Saturday, April 06, 2019

Hereditary (2018) ***1/2



This is one that I wasn't so sure about when I finished watching it. Sure, it was creepy as hell, but it was also confusing as hell, and I wasn't really sure what I had just seen. It took reading some explanations on the internet for me to decide that “Hereditary” is a decent horror flick.

Toni Collette plays Annie, married to Steve (Gabriel Byrne), with two kids, Peter (Alex Wolff) and Charlie (Milly Shapiro). Charlie, by the way, is weird and weird-looking, an emotionally and physically stunted 13-year-old who likes to make weird noises and cut the heads off of dead animals. The story starts with the family headed to the funeral of Annie's mom Ellen, another odd duck. As Annie declares at the eulogy, “My mother was a private person. She had private rituals.” Little surprise, then, that there are so many strangers at the funeral. More surprising to Steve, (although not to us, because this is a horror film, after all) is when he gets a call that Ellen's grave has been dug up.

Steve decides not to upset Annie with this bit of information, and so the quiet, tense family goes along with their sort-of grieving. Charlie, who was close to Ellen, is the only one who misses her, although both she and Annie start seeing Ellen's apparition.

Annie joins a grief support group to help her work through her complicated family history. We learn that Annie had a schizophrenic brother who committed suicide as a teen, leaving a note claiming that their mother was “trying to put people in me.” Her dad became demented and starved himself to death. Meanwhile, the relationship between Annie and Ellen was fraught even by the usual mother-daughter standards. The family had no contact with Ellen during Peter's formative years, so Annie over-compensated by letting Ellen help raise Charlie, and now Annie worries that that may have messed Charlie up.

Then a major tragedy strikes, throwing Annie into a tailspin of grief. A support group member shows Annie how to perform a séance, and in doing so, Annie unleashes a terrifying force upon the family.

That's more plot exposition than I usually like to give, but trust me, you still don't know what “Hereditary” is about, and you're smarter than I am if you understand it by the end of the movie. The atmospherics are creepy enough, with throbbing sub-bass notes in the score to remind us that this is a horror movie and not just a story about family dynamics and tragedy (We kind of need this reminder during the first half.).

Once the supernatural stuff really gets going, the movie will have you on the edge of your seat, but by the end, I was really scratching my head. This is one that you will either need to watch multiple times, read about afterwards on the internet, or both. It's actually a pretty cool, messed-up story once you understand what it is you saw. For me, there's a bit too much of an anything-can-happen-at-any-time atmosphere. I tend to prefer horror films like “Green Room,”where the monsters are actually human, or “It Follows,” where there is one supernatural element, but it follows some simple rules and logic. “Hereditary” is just all over the place. You never get that sense of control, of knowing what is going on and trying to project what the characters should do.
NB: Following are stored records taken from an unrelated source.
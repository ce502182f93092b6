//! Project manifest (pxedit.yaml) parsing.
//!
//! The manifest sets where artworks are stored and the defaults used for
//! new canvases, editing sessions, and exports. Every field is optional.

use std::path::{Path, PathBuf};
use std::time::Duration;

use serde::{Deserialize, Serialize};

use crate::error::{EditError, Result};
use crate::history::DEFAULT_HISTORY_LIMIT;
use crate::session::SessionOptions;
use crate::types::DEFAULT_FRAME_DURATION;

/// File name looked up in the project directory.
pub const MANIFEST_FILENAME: &str = "pxedit.yaml";

/// Project manifest loaded from pxedit.yaml.
#[derive(Debug, Clone, PartialEq, Serialize, Deserialize)]
#[serde(default)]
pub struct Manifest {
    /// Directory holding one JSON document per artwork, relative to the project.
    pub store: PathBuf,

    /// Canvas width for new artworks.
    pub width: u32,

    /// Canvas height for new artworks.
    pub height: u32,

    /// Duration of the first frame of new artworks, in milliseconds.
    pub frame_duration: u32,

    /// Number of undo snapshots kept per session.
    pub history_limit: usize,

    /// Seconds between autosaves; 0 disables autosave.
    pub autosave_secs: u64,

    /// Buffer samples per grid cell.
    pub pixel_size: u32,

    /// Default integer upscale for PNG export.
    pub scale: u32,
}

impl Default for Manifest {
    fn default() -> Self {
        Self {
            store: PathBuf::from(".pxedit"),
            width: 16,
            height: 16,
            frame_duration: DEFAULT_FRAME_DURATION,
            history_limit: DEFAULT_HISTORY_LIMIT,
            autosave_secs: 10,
            pixel_size: 1,
            scale: 1,
        }
    }
}

impl Manifest {
    /// Load manifest from a pxedit.yaml file.
    pub fn load(path: &Path) -> Result<Self> {
        let content = std::fs::read_to_string(path).map_err(|e| EditError::Io {
            path: path.to_path_buf(),
            message: format!("Failed to read manifest: {}", e),
        })?;

        Self::parse(&content)
    }

    /// Parse manifest from YAML string.
    pub fn parse(content: &str) -> Result<Self> {
        // an empty document deserializes as null
        if content.trim().is_empty() {
            return Ok(Self::default());
        }
        let manifest: Self = serde_yaml::from_str(content).map_err(|e| EditError::Parse {
            message: format!("Invalid manifest: {}", e),
            help: Some(format!("Check {} syntax", MANIFEST_FILENAME)),
        })?;
        manifest.check()?;
        Ok(manifest)
    }

    /// Load `pxedit.yaml` from a project directory, or defaults if there is none.
    pub fn discover(dir: &Path) -> Result<Self> {
        let path = dir.join(MANIFEST_FILENAME);
        if path.exists() {
            tracing::debug!(path = %path.display(), "loading manifest");
            Self::load(&path)
        } else {
            Ok(Self::default())
        }
    }

    fn check(&self) -> Result<()> {
        let invalid = |field: &str| EditError::Parse {
            message: format!("Invalid manifest: {} must be at least 1", field),
            help: None,
        };
        if self.width == 0 {
            return Err(invalid("width"));
        }
        if self.height == 0 {
            return Err(invalid("height"));
        }
        if self.pixel_size == 0 {
            return Err(invalid("pixel_size"));
        }
        if self.scale == 0 {
            return Err(invalid("scale"));
        }
        Ok(())
    }

    /// Store directory resolved against the project directory.
    pub fn store_path(&self, project: &Path) -> PathBuf {
        project.join(&self.store)
    }

    /// Session options derived from the manifest.
    pub fn session_options(&self) -> SessionOptions {
        SessionOptions {
            history_limit: self.history_limit,
            autosave: Duration::from_secs(self.autosave_secs),
            pixel_size: self.pixel_size,
            ..SessionOptions::default()
        }
    }
}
That's also kind of the point of “Hereditary.” Early on, there's a scene where Peter's class at school is discussing the Greek tragedy “Heracles.” They discuss the fact that the characters' fates are out of their control, and whether that makes the story more, or less, tragic. Annie and her family are pushed along towards a terrible end by forces outside their control. She tries to understand the process and fight back, but any sense of control that she, or the audience, gains in this story is illusory.

Like I said, I prefer a horror film where there is a set of rules you can grasp and then root for the main character to take control of the situation. That never works out in “Hereditary.” Weeks later, I'm still thinking about the movie, but it's mostly the mythology and the clues to what is going on. I find that I'm not at all pondering the choices the characters made, because it turns out they have no choice at all. To me, that's a weakness in the film, but I can definitely see why critics liked it. It's scary and atmospheric, and definitely worth a watch if you feel like getting creeped out.